L’état de Michoacán est surtout connu pour être le premier producteur au monde d’avocat. L’essentiel de la production est située autour de la ville d’Uruapan, de l’autre côté de la meseta purepecha. Dans les années 2010, la forte croissance de la demande en avocats a entrainé une ruée vers l’or vert et les cartels ont cherché à s’emparer de cette manne financière. À tel point que la région a connu une véritable guerre de l’avocat. Heureusement pour nous, en tant que touristes nous ne sommes pas vraiment affectés et nous ne ressentons pas vraiment d’insécurité, malgré les articles sur internet qui classent Uruapan comme une des villes les plus dangereuses du monde. Les gens sont plutôt rassurants : contrairement à d’autres endroits, personne au Michoacán ne nous a dit « c’est dangereux ». Par contre, cette folie de l’avocat est réellement un problème pour la région. Si elle contribue effectivement au dynamisme économique, la richesse créée ne profite pas à tout le monde. Elle se fait même au détriment de certaines populations rurales, qui sont forcées à vendre leurs terres ou à payer de lourdes taxes aux cartels. L’impact environnemental non plus n’est pas négligeable : la culture de l’avocat nécessite beaucoup d’eau, et la monoculture n’est jamais bonne pour la biodiversité et la résilience face aux maladies. On y repensera avant d’en mettre dans tous nos plats.

Morelia

La capitale du Michoacán, surnommée la ville rose, est une grande ville universitaire dont le riche patrimoine du centre historique est classé à l’Unesco. L’université de Morelia est d’ailleurs la plus ancienne du continent américain. Nous y rencontrons de nombreuses personnes intéressantes : Manuel, livreur à vélo pour une entreprise d’optiques, qui n’a pas eu la chance de faire des études mais est très éduqué et parle parfaitement plusieurs langues, qu’il pratique en abordant les étrangers (comme nous) dans la rue. Brice, historien français vivant à Morelia depuis des années, expert en médecine traditionnelle. Nos hôtes Alejandro, Ximena et leurs enfants, famille adorable à la fois artistes, sportifs, scientifiques et très altruistes. Beaucoup d’inspiration pour la suite de notre voyage et le futur.

L’effet papillon

Chaque année au mois d’octobre revient le papillon monarque. Cet insecte migrateur passe l’été au Canada et aux États-Unis et l’hiver dans le centre du Mexique, en particulier dans les forêts d’altitude du Michoacán où le climat frais, la floraison et la présence d’eau lui permette de survivre. Son retour coïncidant avec la fête des morts, les peuples préhispaniques pensaient qu’il s’agissait des esprits des défunts et les vénéraient. Aller voir les papillons monarques pour les Mexicains, c’est un peu comme les fleurs de cerisier pour les japonais : un véritable rituel. Pour les préserver, des réserves ont été implantées dans des endroits propices, à proximité de villages de montagnes. L’implication économique de la population locale, qui entretient les sentiers et guide les visiteurs permet à la fois de créer des emplois dans ces zones montagnardes et d’inciter la population à en prendre soin pour garder cette source de revenus. Les villages dépendants des papillons, la coupe illégale d’arbres est réduite et les forêts sont entretenues plutôt que rasées.
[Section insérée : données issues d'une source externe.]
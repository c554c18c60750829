//! 卷: 把块设备, 块缓存, 后台线程, 空闲位图和 inode 表组合在一起.
//!
//! 设备布局: 超级块 (扇区 0) -> 空闲位图 (扇区 1 开始) -> 其余扇区由位图分配.
//!
//! 从这一层开始, 所有的数据结构都放在内存上, 并通过 `Arc<BlockCache>` 显式地共享同一个缓存.

use std::sync::Arc;

use log::info;

use super::{
    BlockCache, BlockDevice, CacheDaemon, CacheStats, FreeMap, InodeTable, SectorAllocator,
    SuperBlock,
};
use crate::config::CacheConfig;
use crate::error::{Result, VolumeError};

/// 空闲位图的起始扇区
const FREE_MAP_START: usize = 1;

pub struct Volume {
    cache: Arc<BlockCache>,
    daemon: Option<CacheDaemon>,
    free_map: Arc<FreeMap>,
    inodes: InodeTable,
    total_sectors: usize,
}

impl Volume {
    /// 在块设备上创建并初始化一个卷: 写入超级块, 清空位图并保留超级块和位图本身所在的扇区
    pub fn format(device: Arc<dyn BlockDevice>, config: &CacheConfig) -> Result<Self> {
        let total = device.sector_count();
        let map_sectors = FreeMap::sectors_needed(total);
        // 至少要留下一个可分配的扇区
        if total <= FREE_MAP_START + map_sectors {
            return Err(VolumeError::Geometry(format!(
                "{} sectors cannot hold a super block and {} bitmap sector(s)",
                total, map_sectors
            )));
        }
        if total > u32::MAX as usize {
            return Err(VolumeError::Geometry(format!(
                "{} sectors cannot be addressed by 32-bit pointers",
                total
            )));
        }

        let cache = Arc::new(BlockCache::new(device, config.slots));
        cache
            .write_zeroed(0)
            .modify(0, |super_block: &mut SuperBlock| {
                super_block.initialize(total as u32, FREE_MAP_START as u32, map_sectors as u32)
            });
        let free_map = Arc::new(FreeMap::new(cache.clone(), FREE_MAP_START, total));
        free_map.format(FREE_MAP_START + map_sectors);
        cache.flush();

        info!(
            "formatted volume: {} sectors, {} bitmap sector(s)",
            total, map_sectors
        );
        Ok(Self::assemble(cache, free_map, total, config))
    }

    /// 从一个已经格式化过的块设备上打开卷
    pub fn mount(device: Arc<dyn BlockDevice>, config: &CacheConfig) -> Result<Self> {
        let device_sectors = device.sector_count();
        if device_sectors == 0 {
            return Err(VolumeError::Geometry("empty device".to_string()));
        }
        let cache = Arc::new(BlockCache::new(device, config.slots));
        let (valid, magic, total, start, map_sectors) =
            cache.read(0).read(0, |super_block: &SuperBlock| {
                (
                    super_block.is_valid(),
                    super_block.magic(),
                    super_block.total_sectors as usize,
                    super_block.free_map_start as usize,
                    super_block.free_map_sectors as usize,
                )
            });
        if !valid {
            return Err(VolumeError::BadMagic(magic));
        }
        if total != device_sectors {
            return Err(VolumeError::Geometry(format!(
                "super block records {} sectors but the device has {}",
                total, device_sectors
            )));
        }
        if start != FREE_MAP_START || map_sectors != FreeMap::sectors_needed(total) {
            return Err(VolumeError::Geometry(format!(
                "unexpected bitmap at sector {} spanning {} sector(s)",
                start, map_sectors
            )));
        }

        let free_map = Arc::new(FreeMap::new(cache.clone(), start, total));
        info!(
            "mounted volume: {} sectors, {} free",
            total,
            free_map.free_count()
        );
        Ok(Self::assemble(cache, free_map, total, config))
    }

    fn assemble(
        cache: Arc<BlockCache>,
        free_map: Arc<FreeMap>,
        total_sectors: usize,
        config: &CacheConfig,
    ) -> Self {
        let daemon = config
            .has_daemons()
            .then(|| CacheDaemon::spawn(&cache, config));
        let allocator: Arc<dyn SectorAllocator> = free_map.clone();
        let inodes = InodeTable::new(cache.clone(), allocator);
        Self {
            cache,
            daemon,
            free_map,
            inodes,
            total_sectors,
        }
    }

    /// 分配一个记录扇区并在上面创建长度为 length 的文件, 返回 inode 编号
    pub fn create_file(&self, length: usize) -> Option<usize> {
        let sector = self.free_map.allocate_sector()?;
        if self.inodes.create(sector, length) {
            Some(sector)
        } else {
            self.free_map.release_sector(sector);
            None
        }
    }

    /// 删除文件: 若还有其他打开者, 扇区要等到最后一个关闭时才回收
    pub fn remove_file(&self, inumber: usize) {
        let inode = self.inodes.open(inumber);
        inode.remove();
        self.inodes.close(inode);
    }

    pub fn inodes(&self) -> &InodeTable {
        &self.inodes
    }

    pub fn cache(&self) -> &Arc<BlockCache> {
        &self.cache
    }

    pub fn total_sectors(&self) -> usize {
        self.total_sectors
    }

    pub fn free_sectors(&self) -> usize {
        self.free_map.free_count()
    }

    pub fn stats(&self) -> CacheStats {
        self.cache.stats()
    }

    /// 停止后台线程, 同步写回所有脏槽位
    pub fn shutdown(mut self) {
        if let Some(daemon) = self.daemon.take() {
            daemon.shutdown();
        }
        self.cache.flush();
        info!("volume shut down, cache stats: {:?}", self.cache.stats());
    }
}

#[cfg(test)]
mod tests {
    use super::*;
    use crate::device::MemDevice;

    #[test]
    fn format_then_mount() {
        let device = Arc::new(MemDevice::new(5000));
        let volume = Volume::format(device.clone(), &CacheConfig::manual(8)).unwrap();
        // 超级块 + 2 个位图扇区
        assert_eq!(volume.free_sectors(), 5000 - 3);
        let inumber = volume.create_file(1000).unwrap();
        volume.shutdown();

        let volume = Volume::mount(device, &CacheConfig::manual(8)).unwrap();
        assert_eq!(volume.total_sectors(), 5000);
        assert_eq!(volume.free_sectors(), 5000 - 3 - 3);
        assert_eq!(volume.inodes().open(inumber).length(), 1000);
    }

    #[test]
    fn mount_rejects_unformatted_device() {
        let device = Arc::new(MemDevice::new(64));
        assert!(matches!(
            Volume::mount(device, &CacheConfig::manual(4)),
            Err(VolumeError::BadMagic(0))
        ));
    }

    #[test]
    fn format_rejects_tiny_device() {
        let device = Arc::new(MemDevice::new(2));
        assert!(matches!(
            Volume::format(device, &CacheConfig::manual(4)),
            Err(VolumeError::Geometry(_))
        ));
    }

    #[test]
    fn remove_file_restores_free_count() {
        let device = Arc::new(MemDevice::new(1024));
        let volume = Volume::format(device, &CacheConfig::manual(8)).unwrap();
        let before = volume.free_sectors();
        let inumber = volume.create_file(100 * 512).unwrap();
        assert!(volume.free_sectors() < before);
        volume.remove_file(inumber);
        assert_eq!(volume.free_sectors(), before);
        volume.shutdown();
    }

    #[test]
    fn create_file_fails_cleanly_when_full() {
        let device = Arc::new(MemDevice::new(64));
        let volume = Volume::format(device, &CacheConfig::manual(8)).unwrap();
        let before = volume.free_sectors();
        assert_eq!(volume.create_file(200 * 512), None);
        assert_eq!(volume.free_sectors(), before);
    }
}
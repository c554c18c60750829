//! 索引节点层.
//!
//! [`DiskInode`] 放在磁盘上各自独占的扇区中, 而 [`Inode`] 是内存中代表一个打开的文件的数据结构.
//! 同一个扇区无论被打开多少次, 都只对应一个 `Arc<Inode>`, 由 [`InodeTable`] 维护打开计数.
//! 对使用者而言, 只需要关心按字节偏移读写, 而不必关心扇区是如何组织成索引树的.

use std::sync::Arc;

use log::{debug, warn};
use spin::Mutex;

use super::{
    extent, sectors_for, BlockCache, DiskInode, SectorAllocator, SECTOR_SIZE,
};

/// 打开计数, 删除标记和禁止写计数, 三者总是一起修改
#[derive(Debug, Default)]
struct OpenState {
    open_count: usize,
    removed: bool,
    deny_write_count: usize,
}

pub struct Inode {
    /// 记录所在的扇区, 同时也是 inode 编号
    sector: usize,
    cache: Arc<BlockCache>,
    allocator: Arc<dyn SectorAllocator>,
    state: Mutex<OpenState>,
    /// 文件增长时持有: 保证同一时刻只有一个写者在扩展索引树
    grow_lock: Mutex<()>,
}

impl Inode {
    fn new(sector: usize, cache: Arc<BlockCache>, allocator: Arc<dyn SectorAllocator>) -> Self {
        Self {
            sector,
            cache,
            allocator,
            state: Mutex::new(OpenState {
                open_count: 1,
                ..OpenState::default()
            }),
            grow_lock: Mutex::new(()),
        }
    }

    // 仿照 SectorReadGuard::read / SectorWriteGuard::modify,
    // 对 DiskInode 的访问都经过下面两个方法

    fn read_disk_inode<V>(&self, f: impl FnOnce(&DiskInode) -> V) -> V {
        self.cache.read(self.sector).read(0, f)
    }

    fn modify_disk_inode<V>(&self, f: impl FnOnce(&mut DiskInode) -> V) -> V {
        self.cache.write(self.sector).modify(0, f)
    }

    pub fn inumber(&self) -> usize {
        self.sector
    }

    /// 文件内容的字节数
    pub fn length(&self) -> usize {
        self.read_disk_inode(|disk_inode| disk_inode.length as usize)
    }

    pub fn open_count(&self) -> usize {
        self.state.lock().open_count
    }

    pub fn is_removed(&self) -> bool {
        self.state.lock().removed
    }

    /// 从 offset 开始读出至多 buf.len() 个字节, 返回实际读出的字节数.
    /// 到达文件末尾时返回的字节数会小于 buf.len()
    pub fn read_at(&self, buf: &mut [u8], offset: usize) -> usize {
        let length = self.length();
        let mut done = 0;
        while done < buf.len() && offset + done < length {
            let pos = offset + done;
            let sector_ofs = pos % SECTOR_SIZE;
            let chunk = (buf.len() - done)
                .min(length - pos)
                .min(SECTOR_SIZE - sector_ofs);
            let sector = extent::byte_to_sector(&self.cache, self.sector, pos);
            let guard = self.cache.read(sector);
            buf[done..done + chunk].copy_from_slice(&guard.data()[sector_ofs..sector_ofs + chunk]);
            done += chunk;
        }
        done
    }

    /// 把 buf 写到 offset 处, 返回实际写入的字节数.
    ///
    /// 写到文件末尾之后时先扩展文件: 新扇区都是零, 所以 offset 之前的空洞读出来是零.
    /// 空间不足时只写入能够容纳的部分. 文件处于禁止写状态时什么都不做, 返回 0
    pub fn write_at(&self, buf: &[u8], offset: usize) -> usize {
        if self.state.lock().deny_write_count > 0 {
            warn!("inode {}: write refused, writes are denied", self.sector);
            return 0;
        }
        if buf.is_empty() {
            return 0;
        }
        let end = offset + buf.len();
        let mut length = self.length();
        if end > length {
            length = self.grow(end);
        }

        let mut done = 0;
        while done < buf.len() && offset + done < length {
            let pos = offset + done;
            let sector_ofs = pos % SECTOR_SIZE;
            let chunk = (buf.len() - done)
                .min(length - pos)
                .min(SECTOR_SIZE - sector_ofs);
            let sector = extent::byte_to_sector(&self.cache, self.sector, pos);
            self.cache.write(sector).data_mut()[sector_ofs..sector_ofs + chunk]
                .copy_from_slice(&buf[done..done + chunk]);
            done += chunk;
        }
        done
    }

    /// 把文件扩展到至少 end 字节, 返回扩展后的长度 (空间不足时可能小于 end)
    fn grow(&self, end: usize) -> usize {
        let _grow = self.grow_lock.lock();
        // 在等锁期间其他写者可能已经扩展过了
        let length = self.length();
        if end <= length {
            return length;
        }
        let have = sectors_for(length);
        let want = sectors_for(end);
        let added = if want > have {
            extent::extend(&self.cache, self.allocator.as_ref(), self.sector, want - have)
        } else {
            0
        };
        let new_length = end.min((have + added) * SECTOR_SIZE).max(length);
        self.modify_disk_inode(|disk_inode| disk_inode.length = new_length as u32);
        debug!("inode {}: length {} -> {}", self.sector, length, new_length);
        new_length
    }

    /// 标记为已删除: 最后一个打开者关闭时回收其占用的所有扇区
    pub fn remove(&self) {
        self.state.lock().removed = true;
    }

    pub fn deny_write(&self) {
        let mut state = self.state.lock();
        state.deny_write_count += 1;
        assert!(state.deny_write_count <= state.open_count);
    }

    /// 每个调用过 deny_write 的打开者在关闭前都要调用一次
    pub fn allow_write(&self) {
        let mut state = self.state.lock();
        assert!(state.deny_write_count > 0, "allow_write without deny_write");
        assert!(state.deny_write_count <= state.open_count);
        state.deny_write_count -= 1;
    }
}

/// 打开的 inode 列表
pub struct InodeTable {
    cache: Arc<BlockCache>,
    allocator: Arc<dyn SectorAllocator>,
    open_inodes: Mutex<Vec<Arc<Inode>>>,
}

impl InodeTable {
    pub fn new(cache: Arc<BlockCache>, allocator: Arc<dyn SectorAllocator>) -> Self {
        Self {
            cache,
            allocator,
            open_inodes: Mutex::new(Vec::new()),
        }
    }

    /// 在扇区 sector 上创建一个长度为 length 的文件. 空间不足时返回 false
    pub fn create(&self, sector: usize, length: usize) -> bool {
        extent::create(&self.cache, self.allocator.as_ref(), sector, length)
    }

    /// 打开扇区 sector 上的文件. 已经打开过的话返回同一个 inode 并增加打开计数
    pub fn open(&self, sector: usize) -> Arc<Inode> {
        let mut open_inodes = self.open_inodes.lock();
        if let Some(inode) = open_inodes.iter().find(|inode| inode.sector == sector) {
            inode.state.lock().open_count += 1;
            return inode.clone();
        }
        let inode = Arc::new(Inode::new(
            sector,
            self.cache.clone(),
            self.allocator.clone(),
        ));
        open_inodes.push(inode.clone());
        inode
    }

    pub fn reopen(&self, inode: &Arc<Inode>) -> Arc<Inode> {
        inode.state.lock().open_count += 1;
        inode.clone()
    }

    /// 关闭一次. 最后一个打开者关闭时, 若文件已被删除, 回收它的所有扇区 (包括记录扇区)
    pub fn close(&self, inode: Arc<Inode>) {
        let removed = {
            let mut open_inodes = self.open_inodes.lock();
            let mut state = inode.state.lock();
            assert!(state.open_count > 0, "close of inode {} that is not open", inode.sector);
            state.open_count -= 1;
            if state.open_count > 0 {
                return;
            }
            open_inodes.retain(|other| !Arc::ptr_eq(other, &inode));
            state.removed
        };
        if removed {
            extent::free(&self.cache, self.allocator.as_ref(), inode.sector);
            self.allocator.release_sector(inode.sector);
            debug!("inode {}: removed", inode.sector);
        }
    }

    /// 当前打开的不同 inode 的数量
    pub fn open_inodes(&self) -> usize {
        self.open_inodes.lock().len()
    }
}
Au-delà du lien entre le monde des morts et des vivants, le papillon monarque est aujourd’hui associé à la liberté et aux migrations. De nombreux mexicains et latino-américains tentent chaque jour de passer aux États-Unis, pour fuir des contextes économiques difficiles, la violence de la mafia et des gangs ou des situations politiques complexes. La traversée est particulièrement dangereuse : obstacles naturels (jungle du Darien, désert de Sonora…), coyotes (passeurs) pas toujours fiables, police mexicaine réputée très dure avec les migrants venant du sud, mur le long de la frontière américaine… Sur notre route nous avons rencontrés ou entendu parler de beaucoup de candidats à l’exil mexicains, vénézuéliens, colombiens, cubains et même russes et iraniens. Nous en avons rencontrés presque autant qui, après avoir réussi à passer aux Etats-Unis et travaillé plusieurs années illégalement se sont fait expulsés ou sont rentrés par choix. Pendant que les papillons monarques passent et repassent la frontière librement.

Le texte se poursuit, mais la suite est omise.